■ PROBLEM:
The expected result is every entry, retyped character for character.

___

/*
 *  Copyright (c) Microsoft Corporation. All rights reserved.
 *  Licensed under the MIT License. See the LICENSE file in the project root for full license information.
 */

//! Software computation of the PolicySecret digest and its auth ticket.
//!
//! The device uses these to extend a policy session exactly the way a TPM
//! does; callers can also compute the expected digest of a policy that
//! consists of a single PolicySecret without touching a device.

use crate::crypto::Crypto;
use crate::error::TpmError;
use crate::tpm_types::*;

/// `policyDigest = H(policyDigest || commandCode || arg2)`
/// Then: `policyDigest = H(policyDigest || arg3)`
fn policy_update(
    hash_alg: TPM_ALG_ID,
    accumulator: &mut Vec<u8>,
    command_code: u32,
    arg2: &[u8],
    arg3: &[u8],
) -> Result<(), TpmError> {
    let mut buf = Vec::new();
    buf.extend_from_slice(accumulator);
    buf.extend_from_slice(&command_code.to_be_bytes());
    buf.extend_from_slice(arg2);
    *accumulator = Crypto::hash(hash_alg, &buf)?;

    // The second extend happens even for an empty arg3
    let mut buf2 = Vec::new();
    buf2.extend_from_slice(accumulator);
    buf2.extend_from_slice(arg3);
    *accumulator = Crypto::hash(hash_alg, &buf2)?;
    Ok(())
}

/// PolicySecret assertion: proves knowledge of an entity's auth value.
pub struct PolicySecret<'a> {
    pub auth_object_name: &'a [u8],
    pub policy_ref: &'a [u8],
}

impl<'a> PolicySecret<'a> {
    pub fn new(auth_object_name: &'a [u8], policy_ref: &'a [u8]) -> Self {
        Self {
            auth_object_name,
            policy_ref,
        }
    }

    /// Extend a running policy digest with this assertion
    pub fn update_policy_digest(&self, hash_alg: TPM_ALG_ID, acc: &mut Vec<u8>) -> Result<(), TpmError> {
        if acc.len() != hash_alg.digest_size() {
            return Err(TpmError::InvalidArraySize(format!(
                "policy digest is {} bytes, {:?} needs {}",
                acc.len(),
                hash_alg,
                hash_alg.digest_size()
            )));
        }
        policy_update(hash_alg, acc, TPM_CC::PolicySecret, self.auth_object_name, self.policy_ref)
    }

    /// Digest of a fresh policy containing only this assertion (trial session)
    pub fn get_policy_digest(&self, hash_alg: TPM_ALG_ID) -> Result<Vec<u8>, TpmError> {
        let mut accumulator = vec![0u8; hash_alg.digest_size()];
        self.update_policy_digest(hash_alg, &mut accumulator)?;
        Ok(accumulator)
    }

    /// `HMAC(proof, TPM_ST_AUTH_SECRET || timeout || cpHashA || policyRef || authName)`
    pub fn compute_ticket(
        &self,
        hash_alg: TPM_ALG_ID,
        proof: &[u8],
        hierarchy: u32,
        timeout: &[u8],
        cp_hash_a: &[u8],
    ) -> Result<TPMT_TK_AUTH, TpmError> {
        let mut to_hmac = Vec::new();
        to_hmac.extend_from_slice(&TPM_ST::AUTH_SECRET.to_be_bytes());
        to_hmac.extend_from_slice(timeout);
        to_hmac.extend_from_slice(cp_hash_a);
        to_hmac.extend_from_slice(self.policy_ref);
        to_hmac.extend_from_slice(self.auth_object_name);

        Ok(TPMT_TK_AUTH {
            tag: TPM_ST::AUTH_SECRET,
            hierarchy,
            digest: Crypto::hmac(hash_alg, proof, &to_hmac)?,
        })
    }
}

#[cfg(test)]
mod tests {
    use super::*;

    #[test]
    fn test_endorsement_policy_digest() {
        // PolicySecret(TPM_RH_ENDORSEMENT) with an empty policyRef
        let name = TPM_HANDLE::new(TPM_RH::ENDORSEMENT).permanent_name();
        let digest = PolicySecret::new(&name, &[])
            .get_policy_digest(TPM_ALG_ID::SHA256)
            .unwrap();
        assert_eq!(
            hex::encode(digest),
            "837197674484b3f81a90cc8d46a5d724fd52d76e06520b64f2a1da1b331469aa"
        );
    }

    #[test]
    fn test_policy_ref_changes_digest() {
        let name = TPM_HANDLE::new(TPM_RH::OWNER).permanent_name();
        let plain = PolicySecret::new(&name, &[]).get_policy_digest(TPM_ALG_ID::SHA256).unwrap();
        let qualified = PolicySecret::new(&name, b"ref")
            .get_policy_digest(TPM_ALG_ID::SHA256)
            .unwrap();
        assert_ne!(plain, qualified);
    }

    #[test]
    fn test_rejects_mismatched_accumulator() {
        let name = TPM_HANDLE::new(TPM_RH::OWNER).permanent_name();
        let mut acc = vec![0u8; 20];
        assert!(PolicySecret::new(&name, &[])
            .update_policy_digest(TPM_ALG_ID::SHA256, &mut acc)
            .is_err());
    }

    #[test]
    fn test_ticket_binds_timeout() {
        let name = TPM_HANDLE::new(TPM_RH::OWNER).permanent_name();
        let assertion = PolicySecret::new(&name, &[]);
        let proof = [7u8; 32];
        let a = assertion
            .compute_ticket(TPM_ALG_ID::SHA256, &proof, TPM_RH::OWNER, &1u64.to_be_bytes(), &[])
            .unwrap();
        let b = assertion
            .compute_ticket(TPM_ALG_ID::SHA256, &proof, TPM_RH::OWNER, &2u64.to_be_bytes(), &[])
            .unwrap();
        assert_eq!(a.tag, TPM_ST::AUTH_SECRET);
        assert_eq!(a.digest.len(), 32);
        assert_ne!(a.digest, b.digest);
    }
}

___

■ YOUR SOLUTION:
/*
 *  Copyright (c) Microsoft Corporation. All rights reserved.
 *  Licensed under the MIT License. See the LICENSE file in the project root for full license information.
 */

//! Software computation of the PolicySecret digest and its auth ticket.
//!
//! The device uses these to extend a policy session exactly the way a TPM
//! does; callers can also compute the expected digest of a policy that
//! consists of a single PolicySecret without touching a device.

use crate::crypto::Crypto;
use crate::error::TpmError;
use crate::tpm_types::*;

/// `policyDigest = H(policyDigest || commandCode || arg2)`
/// Then: `policyDigest = H(policyDigest || arg3)`
fn policy_update(
    hash_alg: TPM_ALG_ID,
    accumulator: &mut Vec<u8>,
    command_code: u32,
    arg2: &[u8],
    arg3: &[u8],
) -> Result<(), TpmError> {
    let mut buf = Vec::new();
    buf.extend_from_slice(accumulator);
    buf.extend_from_slice(&command_code.to_be_bytes());
    buf.extend_from_slice(arg2);
    *accumulator = Crypto::hash(hash_alg, &buf)?;

    // The second extend happens even for an empty arg3
    let mut buf2 = Vec::new();
    buf2.extend_from_slice(accumulator);
    buf2.extend_from_slice(arg3);
    *accumulator = Crypto::hash(hash_alg, &buf2)?;
    Ok(())
}

/// PolicySecret assertion: proves knowledge of an entity's auth value.
pub struct PolicySecret<'a> {
    pub auth_object_name: &'a [u8],
    pub policy_ref: &'a [u8],
}

impl<'a> PolicySecret<'a> {
    pub fn new(auth_object_name: &'a [u8], policy_ref: &'a [u8]) -> Self {
        Self {
            auth_object_name,
            policy_ref,
        }
    }

    /// Extend a running policy digest with this assertion
    pub fn update_policy_digest(&self, hash_alg: TPM_ALG_ID, acc: &mut Vec<u8>) -> Result<(), TpmError> {
        if acc.len() != hash_alg.digest_size() {
            return Err(TpmError::InvalidArraySize(format!(
                "policy digest is {} bytes, {:?} needs {}",
                acc.len(),
                hash_alg,
                hash_alg.digest_size()
            )));
        }
        policy_update(hash_alg, acc, TPM_CC::PolicySecret, self.auth_object_name, self.policy_ref)
    }

    /// Digest of a fresh policy containing only this assertion (trial session)
    pub fn get_policy_digest(&self, hash_alg: TPM_ALG_ID) -> Result<Vec<u8>, TpmError> {
        let mut accumulator = vec![0u8; hash_alg.digest_size()];
        self.update_policy_digest(hash_alg, &mut accumulator)?;
        Ok(accumulator)
    }

    /// `HMAC(proof, TPM_ST_AUTH_SECRET || timeout || cpHashA || policyRef || authName)`
    pub fn compute_ticket(
        &self,
        hash_alg: TPM_ALG_ID,
        proof: &[u8],
        hierarchy: u32,
        timeout: &[u8],
        cp_hash_a: &[u8],
    ) -> Result<TPMT_TK_AUTH, TpmError> {
        let mut to_hmac = Vec::new();
        to_hmac.extend_from_slice(&TPM_ST::AUTH_SECRET.to_be_bytes());
        to_hmac.extend_from_slice(timeout);
        to_hmac.extend_from_slice(cp_hash_a);
        to_hmac.extend_from_slice(self.policy_ref);
        to_hmac.extend_from_slice(self.auth_object_name);

        Ok(TPMT_TK_AUTH {
            tag: TPM_ST::AUTH_SECRET,
            hierarchy,
            digest: Crypto::hmac(hash_alg, proof, &to_hmac)?,
        })
    }
}

#[cfg(test)]
mod tests {
    use super::*;

    #[test]
    fn test_endorsement_policy_digest() {
        // PolicySecret(TPM_RH_ENDORSEMENT) with an empty policyRef
        let name = TPM_HANDLE::new(TPM_RH::ENDORSEMENT).permanent_name();
        let digest = PolicySecret::new(&name, &[])
            .get_policy_digest(TPM_ALG_ID::SHA256)
            .unwrap();
        assert_eq!(
            hex::encode(digest),
            "837197674484b3f81a90cc8d46a5d724fd52d76e06520b64f2a1da1b331469aa"
        );
    }

    #[test]
    fn test_policy_ref_changes_digest() {
        let name = TPM_HANDLE::new(TPM_RH::OWNER).permanent_name();
        let plain = PolicySecret::new(&name, &[]).get_policy_digest(TPM_ALG_ID::SHA256).unwrap();
        let qualified = PolicySecret::new(&name, b"ref")
            .get_policy_digest(TPM_ALG_ID::SHA256)
            .unwrap();
        assert_ne!(plain, qualified);
    }

    #[test]
    fn test_rejects_mismatched_accumulator() {
        let name = TPM_HANDLE::new(TPM_RH::OWNER).permanent_name();
        let mut acc = vec![0u8; 20];
        assert!(PolicySecret::new(&name, &[])
            .update_policy_digest(TPM_ALG_ID::SHA256, &mut acc)
            .is_err());
    }

    #[test]
    fn test_ticket_binds_timeout() {
        let name = TPM_HANDLE::new(TPM_RH::OWNER).permanent_name();
        let assertion = PolicySecret::new(&name, &[]);
        let proof = [7u8; 32];
        let a = assertion
            .compute_ticket(TPM_ALG_ID::SHA256, &proof, TPM_RH::OWNER, &1u64.to_be_bytes(), &[])
            .unwrap();
        let b = assertion
            .compute_ticket(TPM_ALG_ID::SHA256, &proof, TPM_RH::OWNER, &2u64.to_be_bytes(), &[])
            .unwrap();
        assert_eq!(a.tag, TPM_ST::AUTH_SECRET);
        assert_eq!(a.digest.len(), 32);
        assert_ne!(a.digest, b.digest);
    }
}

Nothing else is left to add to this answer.